§ How to complete this task
Return only the number of lines in the records below where the string "values" shows up.

Extracted entries Block Start

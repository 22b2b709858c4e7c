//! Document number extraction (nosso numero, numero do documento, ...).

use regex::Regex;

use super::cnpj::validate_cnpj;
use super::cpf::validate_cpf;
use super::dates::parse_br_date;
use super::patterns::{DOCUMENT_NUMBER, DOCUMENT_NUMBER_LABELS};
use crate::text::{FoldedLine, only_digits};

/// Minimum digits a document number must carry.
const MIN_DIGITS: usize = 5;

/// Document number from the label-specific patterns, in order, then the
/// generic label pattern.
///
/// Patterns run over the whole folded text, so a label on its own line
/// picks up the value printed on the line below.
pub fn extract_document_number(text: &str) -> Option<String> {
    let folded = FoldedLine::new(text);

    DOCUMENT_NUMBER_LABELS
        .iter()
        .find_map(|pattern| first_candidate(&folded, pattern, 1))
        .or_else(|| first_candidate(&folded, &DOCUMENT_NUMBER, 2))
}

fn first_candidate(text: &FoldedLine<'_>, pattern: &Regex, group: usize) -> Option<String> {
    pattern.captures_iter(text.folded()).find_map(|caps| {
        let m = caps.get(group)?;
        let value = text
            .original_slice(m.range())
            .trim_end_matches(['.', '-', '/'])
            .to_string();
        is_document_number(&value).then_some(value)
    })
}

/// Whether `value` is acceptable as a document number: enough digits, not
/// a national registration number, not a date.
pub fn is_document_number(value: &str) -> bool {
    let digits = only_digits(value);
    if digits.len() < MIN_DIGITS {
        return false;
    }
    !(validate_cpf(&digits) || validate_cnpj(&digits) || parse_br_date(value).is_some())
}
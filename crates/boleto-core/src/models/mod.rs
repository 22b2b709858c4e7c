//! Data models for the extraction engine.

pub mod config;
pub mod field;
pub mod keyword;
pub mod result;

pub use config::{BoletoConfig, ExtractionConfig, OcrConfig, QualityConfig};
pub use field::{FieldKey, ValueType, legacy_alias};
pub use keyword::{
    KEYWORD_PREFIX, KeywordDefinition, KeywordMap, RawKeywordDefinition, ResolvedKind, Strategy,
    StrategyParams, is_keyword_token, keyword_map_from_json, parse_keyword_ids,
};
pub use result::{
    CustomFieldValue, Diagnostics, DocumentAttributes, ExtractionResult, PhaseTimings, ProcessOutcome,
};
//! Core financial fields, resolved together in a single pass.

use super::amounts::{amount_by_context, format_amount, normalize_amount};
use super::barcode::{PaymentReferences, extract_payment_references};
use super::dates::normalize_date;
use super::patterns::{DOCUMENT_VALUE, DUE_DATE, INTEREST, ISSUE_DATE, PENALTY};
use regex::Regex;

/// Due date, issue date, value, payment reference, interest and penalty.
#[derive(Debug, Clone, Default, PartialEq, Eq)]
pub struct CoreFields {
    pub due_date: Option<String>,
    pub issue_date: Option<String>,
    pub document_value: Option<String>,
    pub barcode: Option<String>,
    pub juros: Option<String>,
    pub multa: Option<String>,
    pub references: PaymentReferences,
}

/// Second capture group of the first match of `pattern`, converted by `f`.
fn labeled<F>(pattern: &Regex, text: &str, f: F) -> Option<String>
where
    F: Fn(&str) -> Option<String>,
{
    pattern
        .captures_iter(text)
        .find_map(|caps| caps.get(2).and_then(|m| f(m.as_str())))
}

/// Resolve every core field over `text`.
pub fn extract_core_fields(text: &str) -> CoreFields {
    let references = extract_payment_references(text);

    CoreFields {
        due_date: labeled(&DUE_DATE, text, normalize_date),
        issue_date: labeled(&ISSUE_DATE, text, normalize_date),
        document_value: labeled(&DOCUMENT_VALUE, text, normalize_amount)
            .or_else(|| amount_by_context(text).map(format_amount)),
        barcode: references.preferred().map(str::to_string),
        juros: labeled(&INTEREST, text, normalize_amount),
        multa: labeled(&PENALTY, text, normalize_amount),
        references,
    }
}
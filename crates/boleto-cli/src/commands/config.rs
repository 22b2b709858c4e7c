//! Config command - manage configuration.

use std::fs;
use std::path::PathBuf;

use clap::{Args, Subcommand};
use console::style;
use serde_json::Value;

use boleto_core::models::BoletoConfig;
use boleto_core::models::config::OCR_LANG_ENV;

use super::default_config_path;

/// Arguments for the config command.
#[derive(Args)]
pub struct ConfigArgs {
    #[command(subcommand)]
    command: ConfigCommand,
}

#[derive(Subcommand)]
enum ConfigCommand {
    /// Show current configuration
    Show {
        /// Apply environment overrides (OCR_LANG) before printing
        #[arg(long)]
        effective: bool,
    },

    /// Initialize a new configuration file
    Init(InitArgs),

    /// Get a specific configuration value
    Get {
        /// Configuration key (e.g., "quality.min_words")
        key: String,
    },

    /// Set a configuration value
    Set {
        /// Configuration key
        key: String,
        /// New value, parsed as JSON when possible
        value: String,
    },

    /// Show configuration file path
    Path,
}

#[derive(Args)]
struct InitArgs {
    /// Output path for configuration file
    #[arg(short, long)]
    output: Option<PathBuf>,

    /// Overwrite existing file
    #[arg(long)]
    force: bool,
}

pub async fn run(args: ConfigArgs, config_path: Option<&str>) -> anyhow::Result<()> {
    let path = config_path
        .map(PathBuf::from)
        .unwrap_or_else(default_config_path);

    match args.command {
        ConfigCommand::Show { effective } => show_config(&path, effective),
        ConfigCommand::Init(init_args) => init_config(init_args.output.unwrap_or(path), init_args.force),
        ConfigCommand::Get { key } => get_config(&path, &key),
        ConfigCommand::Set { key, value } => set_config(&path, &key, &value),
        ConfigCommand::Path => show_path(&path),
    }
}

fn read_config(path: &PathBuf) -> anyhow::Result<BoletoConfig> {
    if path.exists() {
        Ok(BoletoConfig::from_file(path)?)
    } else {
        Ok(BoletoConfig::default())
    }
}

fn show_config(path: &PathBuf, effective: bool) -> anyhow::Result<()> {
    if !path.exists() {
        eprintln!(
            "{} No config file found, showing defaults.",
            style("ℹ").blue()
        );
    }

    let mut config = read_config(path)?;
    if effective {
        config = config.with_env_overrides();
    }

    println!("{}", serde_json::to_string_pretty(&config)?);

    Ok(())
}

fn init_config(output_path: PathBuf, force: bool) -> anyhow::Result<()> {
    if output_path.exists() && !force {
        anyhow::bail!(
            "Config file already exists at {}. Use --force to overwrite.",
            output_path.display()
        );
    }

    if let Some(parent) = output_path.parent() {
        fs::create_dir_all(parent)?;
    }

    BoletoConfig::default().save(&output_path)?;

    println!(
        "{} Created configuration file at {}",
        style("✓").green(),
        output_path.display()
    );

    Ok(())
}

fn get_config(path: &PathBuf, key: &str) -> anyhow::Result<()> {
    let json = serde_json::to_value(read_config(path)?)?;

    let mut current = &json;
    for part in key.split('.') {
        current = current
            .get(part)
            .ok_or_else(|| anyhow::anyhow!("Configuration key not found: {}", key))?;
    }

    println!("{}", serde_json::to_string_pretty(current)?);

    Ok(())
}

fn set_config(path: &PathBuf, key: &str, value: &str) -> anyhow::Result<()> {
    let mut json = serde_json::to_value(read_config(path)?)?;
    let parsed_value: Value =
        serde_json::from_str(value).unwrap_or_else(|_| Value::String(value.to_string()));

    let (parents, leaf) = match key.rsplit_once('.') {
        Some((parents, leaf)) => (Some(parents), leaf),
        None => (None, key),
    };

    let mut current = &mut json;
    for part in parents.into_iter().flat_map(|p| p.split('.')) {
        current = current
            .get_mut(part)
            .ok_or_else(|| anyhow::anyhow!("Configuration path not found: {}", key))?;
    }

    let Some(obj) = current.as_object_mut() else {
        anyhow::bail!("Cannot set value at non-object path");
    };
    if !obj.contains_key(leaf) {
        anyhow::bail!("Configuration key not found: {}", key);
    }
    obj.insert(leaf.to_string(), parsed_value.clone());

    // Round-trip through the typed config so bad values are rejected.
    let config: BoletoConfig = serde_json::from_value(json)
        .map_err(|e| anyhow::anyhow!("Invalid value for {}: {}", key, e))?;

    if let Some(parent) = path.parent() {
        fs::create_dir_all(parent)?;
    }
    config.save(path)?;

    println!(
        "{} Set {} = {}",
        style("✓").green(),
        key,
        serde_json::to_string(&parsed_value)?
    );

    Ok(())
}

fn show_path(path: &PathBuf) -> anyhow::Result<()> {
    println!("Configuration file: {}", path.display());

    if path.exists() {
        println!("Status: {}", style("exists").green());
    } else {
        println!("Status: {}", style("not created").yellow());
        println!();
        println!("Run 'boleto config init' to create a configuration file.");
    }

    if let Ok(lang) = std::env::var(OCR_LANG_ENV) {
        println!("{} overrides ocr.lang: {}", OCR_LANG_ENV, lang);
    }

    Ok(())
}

Extracted entries Block End
Extracted entries Block Start

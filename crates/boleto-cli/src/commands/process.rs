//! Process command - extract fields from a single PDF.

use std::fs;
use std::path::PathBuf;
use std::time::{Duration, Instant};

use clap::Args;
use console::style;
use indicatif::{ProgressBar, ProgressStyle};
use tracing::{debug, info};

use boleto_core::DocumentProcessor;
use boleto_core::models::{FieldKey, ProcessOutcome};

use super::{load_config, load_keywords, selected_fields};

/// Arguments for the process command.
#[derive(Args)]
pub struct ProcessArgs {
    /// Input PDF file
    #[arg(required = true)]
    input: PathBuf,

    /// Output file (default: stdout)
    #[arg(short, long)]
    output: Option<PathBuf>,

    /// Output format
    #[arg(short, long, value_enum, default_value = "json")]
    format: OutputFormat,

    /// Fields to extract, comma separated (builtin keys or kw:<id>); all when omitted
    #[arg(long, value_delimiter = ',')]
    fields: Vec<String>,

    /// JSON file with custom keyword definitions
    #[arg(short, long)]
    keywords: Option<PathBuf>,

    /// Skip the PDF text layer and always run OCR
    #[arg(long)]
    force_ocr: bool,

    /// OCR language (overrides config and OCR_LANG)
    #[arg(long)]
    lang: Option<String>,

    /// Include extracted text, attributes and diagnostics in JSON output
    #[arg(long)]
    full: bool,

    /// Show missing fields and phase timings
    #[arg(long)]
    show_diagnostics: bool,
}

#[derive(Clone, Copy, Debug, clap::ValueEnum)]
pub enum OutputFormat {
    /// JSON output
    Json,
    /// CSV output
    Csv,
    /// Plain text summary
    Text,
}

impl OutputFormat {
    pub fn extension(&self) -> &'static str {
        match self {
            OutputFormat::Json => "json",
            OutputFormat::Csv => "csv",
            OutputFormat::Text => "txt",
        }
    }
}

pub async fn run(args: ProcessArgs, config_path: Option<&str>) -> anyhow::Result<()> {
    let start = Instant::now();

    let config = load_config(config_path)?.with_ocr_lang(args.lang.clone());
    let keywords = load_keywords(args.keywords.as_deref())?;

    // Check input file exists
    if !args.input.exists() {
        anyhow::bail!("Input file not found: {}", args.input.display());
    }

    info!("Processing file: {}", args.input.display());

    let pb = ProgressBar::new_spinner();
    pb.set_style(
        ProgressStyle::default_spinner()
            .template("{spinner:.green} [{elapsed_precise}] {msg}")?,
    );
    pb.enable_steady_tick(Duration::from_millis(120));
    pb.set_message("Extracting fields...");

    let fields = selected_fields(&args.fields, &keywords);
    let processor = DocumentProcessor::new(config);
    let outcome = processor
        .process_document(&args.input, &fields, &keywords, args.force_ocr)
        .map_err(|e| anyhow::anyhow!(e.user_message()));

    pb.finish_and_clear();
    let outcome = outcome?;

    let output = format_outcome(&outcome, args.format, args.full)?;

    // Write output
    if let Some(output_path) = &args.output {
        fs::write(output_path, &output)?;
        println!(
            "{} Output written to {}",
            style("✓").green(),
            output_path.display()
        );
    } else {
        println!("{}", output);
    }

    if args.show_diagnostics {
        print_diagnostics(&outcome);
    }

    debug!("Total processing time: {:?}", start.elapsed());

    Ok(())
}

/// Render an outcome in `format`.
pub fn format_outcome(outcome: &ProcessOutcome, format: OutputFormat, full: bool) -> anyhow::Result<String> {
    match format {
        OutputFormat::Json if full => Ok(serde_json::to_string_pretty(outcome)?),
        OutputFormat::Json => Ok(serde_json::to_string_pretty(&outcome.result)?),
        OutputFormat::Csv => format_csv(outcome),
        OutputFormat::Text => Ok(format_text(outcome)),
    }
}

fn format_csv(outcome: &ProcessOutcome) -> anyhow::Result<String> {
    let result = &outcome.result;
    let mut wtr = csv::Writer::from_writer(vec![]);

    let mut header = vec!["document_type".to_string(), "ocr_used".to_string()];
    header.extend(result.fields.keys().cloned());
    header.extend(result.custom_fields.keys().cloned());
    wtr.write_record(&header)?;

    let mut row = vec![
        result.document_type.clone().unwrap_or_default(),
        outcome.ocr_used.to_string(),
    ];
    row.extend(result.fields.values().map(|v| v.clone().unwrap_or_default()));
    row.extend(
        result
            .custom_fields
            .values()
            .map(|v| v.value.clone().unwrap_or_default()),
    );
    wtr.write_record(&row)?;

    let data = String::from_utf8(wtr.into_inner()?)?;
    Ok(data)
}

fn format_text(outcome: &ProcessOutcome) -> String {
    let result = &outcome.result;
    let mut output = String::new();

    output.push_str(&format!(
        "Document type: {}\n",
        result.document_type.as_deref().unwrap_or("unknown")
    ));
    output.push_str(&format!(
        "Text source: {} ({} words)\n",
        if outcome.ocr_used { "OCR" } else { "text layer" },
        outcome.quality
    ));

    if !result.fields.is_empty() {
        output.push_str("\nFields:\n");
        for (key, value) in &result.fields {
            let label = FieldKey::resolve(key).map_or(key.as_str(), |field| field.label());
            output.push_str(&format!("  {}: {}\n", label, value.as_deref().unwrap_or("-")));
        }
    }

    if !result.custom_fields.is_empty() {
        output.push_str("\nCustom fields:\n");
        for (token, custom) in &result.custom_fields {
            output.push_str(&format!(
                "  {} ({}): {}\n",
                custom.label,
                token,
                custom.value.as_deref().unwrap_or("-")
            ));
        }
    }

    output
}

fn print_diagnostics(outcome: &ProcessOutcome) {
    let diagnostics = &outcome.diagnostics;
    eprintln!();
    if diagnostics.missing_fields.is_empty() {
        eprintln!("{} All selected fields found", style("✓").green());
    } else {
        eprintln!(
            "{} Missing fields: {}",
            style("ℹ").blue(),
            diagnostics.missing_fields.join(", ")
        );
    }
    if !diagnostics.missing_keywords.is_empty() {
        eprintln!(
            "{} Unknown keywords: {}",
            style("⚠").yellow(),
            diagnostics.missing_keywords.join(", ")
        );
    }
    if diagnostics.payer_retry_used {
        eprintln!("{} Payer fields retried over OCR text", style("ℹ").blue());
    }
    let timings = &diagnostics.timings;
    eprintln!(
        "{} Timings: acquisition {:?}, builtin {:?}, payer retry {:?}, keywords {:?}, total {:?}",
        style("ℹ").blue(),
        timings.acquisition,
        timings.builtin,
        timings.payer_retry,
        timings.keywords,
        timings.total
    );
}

Extracted entries Block End

§ Response to the exercise
3